Does a water well need a vent on the cap?
My wall has a weird cap because it once had as an old fashioned
windmill setup. There is just one small hole, and the wires come out
of there. It does allow venting around the wires, even if that is a
small amount. The problem is that rain water can enter from that
hole. I've always kept an upside down pail on it to prevent water and
bugs from entering. We're doing some work to this well and a guy told
me to just out silicone around the wires. I know that will seal the
hole, but dont the well need some venting to allow air to displace the
water that is pumped out? It would seem to me that not having a vent
would make the pump work extra hard, and create a vacuum in the well,
which might cause other problems.
Or, does the water entering the well make up for the water removed?
The well is plenty high. About 2 feet exposed casing and on a mound.
It's just rain water that can get in. The rain water in itself is
probably not bad, it's the dust and dirt the is on the cap, and water
dripping off trees and such, that goes in with it that is the problem.
Not to mention bugs.
As to another reply, the well is 300ft. deep, the pump is at about 280
to 285 ft. down.
On 11/23/2011 1:00 AM, firstname.lastname@example.org wrote:
All wells need an air vent. Not because of water, but because of air
pressure changes. Your air pressure is always changing. Check your daily
weather report and notice the change in barometric pressure.
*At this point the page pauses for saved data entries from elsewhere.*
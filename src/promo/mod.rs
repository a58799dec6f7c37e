//! Promo codes: eligibility gates, discount math and redemption tracking.

pub mod calculators;
pub mod models;
pub mod queries;
pub mod requests;
pub mod services;
pub mod store;

pub use calculators::{PromoRejection, PromoStats, PromoValidation};
pub use models::{DiscountType, Promo, PromoStatus};
pub use queries::PgPromoStore;
pub use services::PromoApplication;
pub use store::{InMemoryPromoStore, PromoStore};
fn validate_area_input(errors: &mut Vec<FieldError>, input: &DeliveryAreaInput, creating: bool) {
    if creating && trimmed(input.name.clone()).is_none() {
        errors.push(FieldError::new("name", "Delivery area name is required"));
    }
    let postcode_blank = input
        .postcode
        .as_deref()
        .map(|p| p.trim().is_empty())
        .unwrap_or(creating);
    if postcode_blank {
        errors.push(FieldError::new("postcode", "Delivery area postcode is required"));
    }
    check_non_negative(errors, "delivery_fee", input.delivery_fee);
    check_non_negative(errors, "min_order", input.min_order);
    check_non_negative_int(errors, "estimated_time", input.estimated_time);
}

/// Build a normalized delivery area from create input (already validated)
fn new_delivery_area(input: DeliveryAreaInput) -> DeliveryArea {
    let delivery_fee = input.delivery_fee.unwrap_or(Decimal::ZERO);
    DeliveryArea {
        id: Uuid::new_v4(),
        name: trimmed(input.name).unwrap_or_default(),
        postcode: normalize_postcode(input.postcode.as_deref().unwrap_or_default()),
        delivery_fee,
        is_free: input.is_free.unwrap_or(delivery_fee.is_zero()),
        min_order: input.min_order.unwrap_or(Decimal::ZERO),
        estimated_time: input.estimated_time.unwrap_or(60),
        is_active: input.is_active.unwrap_or(true),
    }
}
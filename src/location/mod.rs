//! Delivery zones: the location tree, embedded delivery areas and the
//! postcode resolver used at checkout.

pub mod models;
pub mod queries;
pub mod requests;
pub mod resolver;
pub mod services;
pub mod store;

pub use models::{DeliveryArea, DeliveryOptions, Location, LocationType};
pub use queries::PgLocationStore;
pub use resolver::{normalize_postcode, DeliveryCheckResult};
pub use store::{InMemoryLocationStore, LocationStore};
Your well is probably not very deep. My well is drilled to 650 ft. The
water is down perhaps 500-550 feet. that is a lot of air space. The well
cap allows air in and out of the well. Many times you can hear it
whistling. Sealing the well would eventually create a vacuum and make
the pump work much harder to get the water up and out of the well.
My well has a small, well insulated building over the well. It is well
insulated because it needs an electric heater to keep the outgoing water
line from freezing.
Here is what happens when the winter air here gets to -15. That occurs
usually when a high pressure system passes over Central Oregon. The high
pressure forces the -15 degree air through the vent in the well where
the air expands, cooling the already frigid air to way below -15
degrees. This cold air causes the water in the pipe at the well top to
When the water in the pressure tank goes down, the pressure switch tells
the pump to pump. It pumps against the frozen water in the line, but no
water gets to the pressure tank. So the pump just runs and runs and the
house still has no water. Eventually the pump burns out and you are screwed.
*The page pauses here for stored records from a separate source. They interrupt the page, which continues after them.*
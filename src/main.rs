use anyhow::Context;
use sqlx::postgres::PgPoolOptions;
use tracing::{info, warn};
use tracing_subscriber::{layer::SubscriberExt, util::SubscriberInitExt, EnvFilter};

use castlehire_api::{app, config::Config, AppState};

#[tokio::main]
async fn main() -> anyhow::Result<()> {
    dotenvy::dotenv().ok();

    tracing_subscriber::registry()
        .with(
            EnvFilter::try_from_default_env()
                .unwrap_or_else(|_| "castlehire_api=debug,tower_http=debug".into()),
        )
        .with(tracing_subscriber::fmt::layer())
        .init();

    let config = Config::from_env()?;
    let addr = config.socket_addr()?;

    let state = match config.database_url.clone() {
        Some(url) => {
            let pool = PgPoolOptions::new()
                .max_connections(config.database_max_connections)
                .connect(&url)
                .await
                .context("Failed to connect to database")?;
            sqlx::migrate!()
                .run(&pool)
                .await
                .context("Failed to run migrations")?;
            info!("Connected to Postgres");
            AppState::postgres(pool, config)
        }
        None => {
            warn!("DATABASE_URL not set; using the in-memory store, data will not persist");
            AppState::in_memory(config)
        }
    };

    let listener = tokio::net::TcpListener::bind(addr)
        .await
        .with_context(|| format!("Failed to bind {}", addr))?;
    info!(
        "castlehire-api listening on {} ({})",
        addr,
        state.config.environment.as_str()
    );

    axum::serve(listener, app(state)).await?;
    Ok(())
}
This happened to the previous owner. So he kept an electric heater in
the well house. I do the same. One winter, I set the heater control too
low and it never turned on. When the house water stopped one really cold
day, I knew exactly what was wrong. I turned off the pump and turned up
the heater control and then tried the pump about once an hour. Finally
the warmed air in the pump house going down the well vent hole thawed
the frozen pipe and all was working again. Whew!!!!
When your well had a windmill, and if it ran in the winter, a frozen
pipe would either break the pump or force water back past the leather
packing in the pump. Either is not good. I suspect the windmill was not
used in the cold of the winter.
I agree. That air is barely moving and going through a pipe
intended to support free flow, not create a pressure differential like
an orifice in an HVAC coil.
Any change in temp is going to be very small. I can see
the pipe freezing near the top of the well head just from
the cold -15 air though, without additional cooling.
I think the main issue today with having a well vent is to
eliminate any negative pressure in the well. If you have
negative pressure, it would make any small leaks worse
that could possibly result in ground water getting in around
a seal, etc. How much of an issue it really is, who knows.
The OP could check with his local code office or try googling
for his state info which might be online.
Yes, wells do need a vent. The vent should not allow surface water to
enter the well. The quote below is from:
An approved well cap or seal shall be installed at the top of the well
casing to prevent any contamination from entering the well at the surface. A
well vent is required. The well vent pipe shall be at least ½ inch in
diameter, 8 inches above the finished grade, and be turned down, with the
opening screened with a minimum 24-mesh durable screen to prevent entry of
insects. Only approved well casing material meeting the requirements of the
IWWCC may be utilized. To prevent contamination, the annular space between
the drill hole and the well casing shall be grouted below the pitless
adapter or unit in accordance with the IWWCC.